__Problem requirements__. For this exercise, transcribe the records below without changing a word.

Entries taken from a collection:

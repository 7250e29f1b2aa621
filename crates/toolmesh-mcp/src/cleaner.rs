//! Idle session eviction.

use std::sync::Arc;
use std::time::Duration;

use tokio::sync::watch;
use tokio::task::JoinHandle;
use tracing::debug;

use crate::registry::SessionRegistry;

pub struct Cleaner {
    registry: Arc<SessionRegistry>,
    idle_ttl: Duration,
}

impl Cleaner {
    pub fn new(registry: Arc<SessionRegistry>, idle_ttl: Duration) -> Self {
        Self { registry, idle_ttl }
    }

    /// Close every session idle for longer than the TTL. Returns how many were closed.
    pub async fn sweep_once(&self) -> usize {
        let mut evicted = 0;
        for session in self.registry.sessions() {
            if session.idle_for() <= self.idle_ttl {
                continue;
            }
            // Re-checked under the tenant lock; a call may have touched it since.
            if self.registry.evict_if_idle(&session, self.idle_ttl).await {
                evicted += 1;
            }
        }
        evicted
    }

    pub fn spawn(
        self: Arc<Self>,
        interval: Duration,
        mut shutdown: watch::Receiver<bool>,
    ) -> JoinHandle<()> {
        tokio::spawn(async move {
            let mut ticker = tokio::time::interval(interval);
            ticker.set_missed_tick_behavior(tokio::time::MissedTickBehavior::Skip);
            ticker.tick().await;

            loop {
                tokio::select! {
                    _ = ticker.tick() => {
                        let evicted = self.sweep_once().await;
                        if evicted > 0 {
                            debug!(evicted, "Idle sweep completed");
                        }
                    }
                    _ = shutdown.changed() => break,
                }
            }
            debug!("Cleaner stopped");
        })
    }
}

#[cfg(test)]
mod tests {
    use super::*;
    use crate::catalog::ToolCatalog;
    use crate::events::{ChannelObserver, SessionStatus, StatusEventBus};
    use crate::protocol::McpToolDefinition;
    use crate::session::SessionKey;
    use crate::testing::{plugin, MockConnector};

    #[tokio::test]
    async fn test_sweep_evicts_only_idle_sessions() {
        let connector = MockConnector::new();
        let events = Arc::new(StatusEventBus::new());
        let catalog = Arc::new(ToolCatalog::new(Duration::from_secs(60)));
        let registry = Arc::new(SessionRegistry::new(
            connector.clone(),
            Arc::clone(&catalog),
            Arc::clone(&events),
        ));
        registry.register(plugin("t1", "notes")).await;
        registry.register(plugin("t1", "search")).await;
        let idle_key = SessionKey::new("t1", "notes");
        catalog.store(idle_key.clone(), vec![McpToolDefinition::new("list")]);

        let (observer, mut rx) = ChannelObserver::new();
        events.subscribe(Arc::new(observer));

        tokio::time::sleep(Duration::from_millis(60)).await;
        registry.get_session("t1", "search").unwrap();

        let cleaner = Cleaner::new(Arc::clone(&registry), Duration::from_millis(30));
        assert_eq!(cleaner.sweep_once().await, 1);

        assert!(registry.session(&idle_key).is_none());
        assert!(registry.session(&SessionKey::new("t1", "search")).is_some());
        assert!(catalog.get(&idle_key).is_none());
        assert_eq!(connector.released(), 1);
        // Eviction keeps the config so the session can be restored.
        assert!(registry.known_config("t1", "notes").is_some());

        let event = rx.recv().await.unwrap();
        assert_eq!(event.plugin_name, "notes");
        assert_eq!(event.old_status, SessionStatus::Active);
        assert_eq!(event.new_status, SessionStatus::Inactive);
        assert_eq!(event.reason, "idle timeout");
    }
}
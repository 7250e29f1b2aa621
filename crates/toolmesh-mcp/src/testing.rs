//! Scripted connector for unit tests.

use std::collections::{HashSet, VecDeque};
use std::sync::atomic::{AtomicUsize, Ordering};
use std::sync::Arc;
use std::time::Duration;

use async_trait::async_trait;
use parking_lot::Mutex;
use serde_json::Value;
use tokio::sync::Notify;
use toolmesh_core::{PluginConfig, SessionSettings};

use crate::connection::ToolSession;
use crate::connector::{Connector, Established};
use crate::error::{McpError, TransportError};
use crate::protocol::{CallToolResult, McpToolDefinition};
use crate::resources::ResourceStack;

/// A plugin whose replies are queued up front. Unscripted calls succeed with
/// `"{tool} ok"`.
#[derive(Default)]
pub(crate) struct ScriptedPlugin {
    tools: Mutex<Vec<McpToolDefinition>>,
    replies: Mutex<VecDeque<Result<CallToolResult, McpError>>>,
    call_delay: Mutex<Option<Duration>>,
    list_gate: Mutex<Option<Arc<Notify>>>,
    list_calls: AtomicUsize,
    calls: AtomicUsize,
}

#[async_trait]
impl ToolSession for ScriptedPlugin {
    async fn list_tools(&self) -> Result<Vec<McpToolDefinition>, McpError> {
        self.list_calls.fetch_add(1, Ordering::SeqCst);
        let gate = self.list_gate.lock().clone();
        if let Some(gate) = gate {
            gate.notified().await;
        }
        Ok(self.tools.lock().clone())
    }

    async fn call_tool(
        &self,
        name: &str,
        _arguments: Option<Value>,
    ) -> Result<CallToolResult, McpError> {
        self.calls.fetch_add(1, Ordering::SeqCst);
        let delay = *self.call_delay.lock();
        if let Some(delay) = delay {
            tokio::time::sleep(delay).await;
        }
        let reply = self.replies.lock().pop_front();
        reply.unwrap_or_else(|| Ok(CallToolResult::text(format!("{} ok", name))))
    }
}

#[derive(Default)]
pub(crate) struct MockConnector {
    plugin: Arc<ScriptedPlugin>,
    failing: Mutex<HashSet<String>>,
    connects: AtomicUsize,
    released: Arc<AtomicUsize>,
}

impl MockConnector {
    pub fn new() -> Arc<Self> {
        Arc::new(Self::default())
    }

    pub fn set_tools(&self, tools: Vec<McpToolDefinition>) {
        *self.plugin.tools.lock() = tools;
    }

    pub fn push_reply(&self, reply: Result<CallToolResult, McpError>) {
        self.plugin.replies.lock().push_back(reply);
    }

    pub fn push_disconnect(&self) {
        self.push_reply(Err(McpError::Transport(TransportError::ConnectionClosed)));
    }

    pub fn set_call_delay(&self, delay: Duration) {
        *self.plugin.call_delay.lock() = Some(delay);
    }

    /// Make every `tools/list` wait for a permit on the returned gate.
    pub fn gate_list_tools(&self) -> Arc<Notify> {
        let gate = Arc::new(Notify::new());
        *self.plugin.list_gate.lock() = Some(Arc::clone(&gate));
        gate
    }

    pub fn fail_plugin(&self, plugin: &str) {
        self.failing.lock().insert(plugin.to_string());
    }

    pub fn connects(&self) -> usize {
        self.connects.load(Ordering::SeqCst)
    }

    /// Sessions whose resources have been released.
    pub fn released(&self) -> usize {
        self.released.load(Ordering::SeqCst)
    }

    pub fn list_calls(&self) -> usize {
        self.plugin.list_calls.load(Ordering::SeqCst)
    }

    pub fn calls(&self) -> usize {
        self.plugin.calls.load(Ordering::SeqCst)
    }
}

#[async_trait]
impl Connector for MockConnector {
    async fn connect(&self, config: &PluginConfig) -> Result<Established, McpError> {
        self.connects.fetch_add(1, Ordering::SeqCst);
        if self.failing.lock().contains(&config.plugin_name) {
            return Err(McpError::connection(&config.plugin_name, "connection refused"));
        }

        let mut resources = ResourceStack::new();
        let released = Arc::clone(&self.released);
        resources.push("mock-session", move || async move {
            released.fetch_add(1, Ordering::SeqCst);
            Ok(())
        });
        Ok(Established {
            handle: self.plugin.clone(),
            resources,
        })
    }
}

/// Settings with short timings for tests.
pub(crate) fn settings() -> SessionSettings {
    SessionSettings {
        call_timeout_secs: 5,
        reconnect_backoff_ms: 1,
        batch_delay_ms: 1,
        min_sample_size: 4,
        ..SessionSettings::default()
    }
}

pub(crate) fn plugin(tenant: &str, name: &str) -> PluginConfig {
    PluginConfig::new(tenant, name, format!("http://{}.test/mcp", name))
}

__Task output__.
repository 7250e29f1b2aa621
filename crates/toolmesh-mcp/src/cleaner.rs
//! Idle session eviction.

use std::sync::Arc;
use std::time::Duration;

use tokio::sync::watch;
use tokio::task::JoinHandle;
use tracing::debug;

use crate::registry::SessionRegistry;

pub struct Cleaner {
    registry: Arc<SessionRegistry>,
    idle_ttl: Duration,
}

impl Cleaner {
    pub fn new(registry: Arc<SessionRegistry>, idle_ttl: Duration) -> Self {
        Self { registry, idle_ttl }
    }

    /// Close every session idle for longer than the TTL. Returns how many were closed.
    pub async fn sweep_once(&self) -> usize {
        let mut evicted = 0;
        for session in self.registry.sessions() {
            if session.idle_for() <= self.idle_ttl {
                continue;
            }
            // Re-checked under the tenant lock; a call may have touched it since.
            if self.registry.evict_if_idle(&session, self.idle_ttl).await {
                evicted += 1;
            }
        }
        evicted
    }

    pub fn spawn(
        self: Arc<Self>,
        interval: Duration,
        mut shutdown: watch::Receiver<bool>,
    ) -> JoinHandle<()> {
        tokio::spawn(async move {
            let mut ticker = tokio::time::interval(interval);
            ticker.set_missed_tick_behavior(tokio::time::MissedTickBehavior::Skip);
            ticker.tick().await;

            loop {
                tokio::select! {
                    _ = ticker.tick() => {
                        let evicted = self.sweep_once().await;
                        if evicted > 0 {
                            debug!(evicted, "Idle sweep completed");
                        }
                    }
                    _ = shutdown.changed() => break,
                }
            }
            debug!("Cleaner stopped");
        })
    }
}

#[cfg(test)]
mod tests {
    use super::*;
    use crate::catalog::ToolCatalog;
    use crate::events::{ChannelObserver, SessionStatus, StatusEventBus};
    use crate::protocol::McpToolDefinition;
    use crate::session::SessionKey;
    use crate::testing::{plugin, MockConnector};

    #[tokio::test]
    async fn test_sweep_evicts_only_idle_sessions() {
        let connector = MockConnector::new();
        let events = Arc::new(StatusEventBus::new());
        let catalog = Arc::new(ToolCatalog::new(Duration::from_secs(60)));
        let registry = Arc::new(SessionRegistry::new(
            connector.clone(),
            Arc::clone(&catalog),
            Arc::clone(&events),
        ));
        registry.register(plugin("t1", "notes")).await;
        registry.register(plugin("t1", "search")).await;
        let idle_key = SessionKey::new("t1", "notes");
        catalog.store(idle_key.clone(), vec![McpToolDefinition::new("list")]);

        let (observer, mut rx) = ChannelObserver::new();
        events.subscribe(Arc::new(observer));

        tokio::time::sleep(Duration::from_millis(60)).await;
        registry.get_session("t1", "search").unwrap();

        let cleaner = Cleaner::new(Arc::clone(&registry), Duration::from_millis(30));
        assert_eq!(cleaner.sweep_once().await, 1);

        assert!(registry.session(&idle_key).is_none());
        assert!(registry.session(&SessionKey::new("t1", "search")).is_some());
        assert!(catalog.get(&idle_key).is_none());
        assert_eq!(connector.released(), 1);
        // Eviction keeps the config so the session can be restored.
        assert!(registry.known_config("t1", "notes").is_some());

        let event = rx.recv().await.unwrap();
        assert_eq!(event.plugin_name, "notes");
        assert_eq!(event.old_status, SessionStatus::Active);
        assert_eq!(event.new_status, SessionStatus::Inactive);
        assert_eq!(event.reason, "idle timeout");
    }
}
repository 7250e29f1b2aa621
filename crates/toolmesh-mcp/src/testing.rs
//! Scripted connector for unit tests.

use std::collections::{HashSet, VecDeque};
use std::sync::atomic::{AtomicUsize, Ordering};
use std::sync::Arc;
use std::time::Duration;

use async_trait::async_trait;
use parking_lot::Mutex;
use serde_json::Value;
use tokio::sync::Notify;
use toolmesh_core::{PluginConfig, SessionSettings};

use crate::connection::ToolSession;
use crate::connector::{Connector, Established};
use crate::error::{McpError, TransportError};
use crate::protocol::{CallToolResult, McpToolDefinition};
use crate::resources::ResourceStack;

/// A plugin whose replies are queued up front. Unscripted calls succeed with
/// `"{tool} ok"`.
#[derive(Default)]
pub(crate) struct ScriptedPlugin {
    tools: Mutex<Vec<McpToolDefinition>>,
    replies: Mutex<VecDeque<Result<CallToolResult, McpError>>>,
    call_delay: Mutex<Option<Duration>>,
    list_gate: Mutex<Option<Arc<Notify>>>,
    list_calls: AtomicUsize,
    calls: AtomicUsize,
}

#[async_trait]
impl ToolSession for ScriptedPlugin {
    async fn list_tools(&self) -> Result<Vec<McpToolDefinition>, McpError> {
        self.list_calls.fetch_add(1, Ordering::SeqCst);
        let gate = self.list_gate.lock().clone();
        if let Some(gate) = gate {
            gate.notified().await;
        }
        Ok(self.tools.lock().clone())
    }

    async fn call_tool(
        &self,
        name: &str,
        _arguments: Option<Value>,
    ) -> Result<CallToolResult, McpError> {
        self.calls.fetch_add(1, Ordering::SeqCst);
        let delay = *self.call_delay.lock();
        if let Some(delay) = delay {
            tokio::time::sleep(delay).await;
        }
        let reply = self.replies.lock().pop_front();
        reply.unwrap_or_else(|| Ok(CallToolResult::text(format!("{} ok", name))))
    }
}

#[derive(Default)]
pub(crate) struct MockConnector {
    plugin: Arc<ScriptedPlugin>,
    failing: Mutex<HashSet<String>>,
    connects: AtomicUsize,
    released: Arc<AtomicUsize>,
}

impl MockConnector {
    pub fn new() -> Arc<Self> {
        Arc::new(Self::default())
    }

    pub fn set_tools(&self, tools: Vec<McpToolDefinition>) {
        *self.plugin.tools.lock() = tools;
    }

    pub fn push_reply(&self, reply: Result<CallToolResult, McpError>) {
        self.plugin.replies.lock().push_back(reply);
    }

    pub fn push_disconnect(&self) {
        self.push_reply(Err(McpError::Transport(TransportError::ConnectionClosed)));
    }

    pub fn set_call_delay(&self, delay: Duration) {
        *self.plugin.call_delay.lock() = Some(delay);
    }

    /// Make every `tools/list` wait for a permit on the returned gate.
    pub fn gate_list_tools(&self) -> Arc<Notify> {
        let gate = Arc::new(Notify::new());
        *self.plugin.list_gate.lock() = Some(Arc::clone(&gate));
        gate
    }

    pub fn fail_plugin(&self, plugin: &str) {
        self.failing.lock().insert(plugin.to_string());
    }

    pub fn connects(&self) -> usize {
        self.connects.load(Ordering::SeqCst)
    }

    /// Sessions whose resources have been released.
    pub fn released(&self) -> usize {
        self.released.load(Ordering::SeqCst)
    }

    pub fn list_calls(&self) -> usize {
        self.plugin.list_calls.load(Ordering::SeqCst)
    }

    pub fn calls(&self) -> usize {
        self.plugin.calls.load(Ordering::SeqCst)
    }
}

#[async_trait]
impl Connector for MockConnector {
    async fn connect(&self, config: &PluginConfig) -> Result<Established, McpError> {
        self.connects.fetch_add(1, Ordering::SeqCst);
        if self.failing.lock().contains(&config.plugin_name) {
            return Err(McpError::connection(&config.plugin_name, "connection refused"));
        }

        let mut resources = ResourceStack::new();
        let released = Arc::clone(&self.released);
        resources.push("mock-session", move || async move {
            released.fetch_add(1, Ordering::SeqCst);
            Ok(())
        });
        Ok(Established {
            handle: self.plugin.clone(),
            resources,
        })
    }
}

/// Settings with short timings for tests.
pub(crate) fn settings() -> SessionSettings {
    SessionSettings {
        call_timeout_secs: 5,
        reconnect_backoff_ms: 1,
        batch_delay_ms: 1,
        min_sample_size: 4,
        ..SessionSettings::default()
    }
}

pub(crate) fn plugin(tenant: &str, name: &str) -> PluginConfig {
    PluginConfig::new(tenant, name, format!("http://{}.test/mcp", name))
}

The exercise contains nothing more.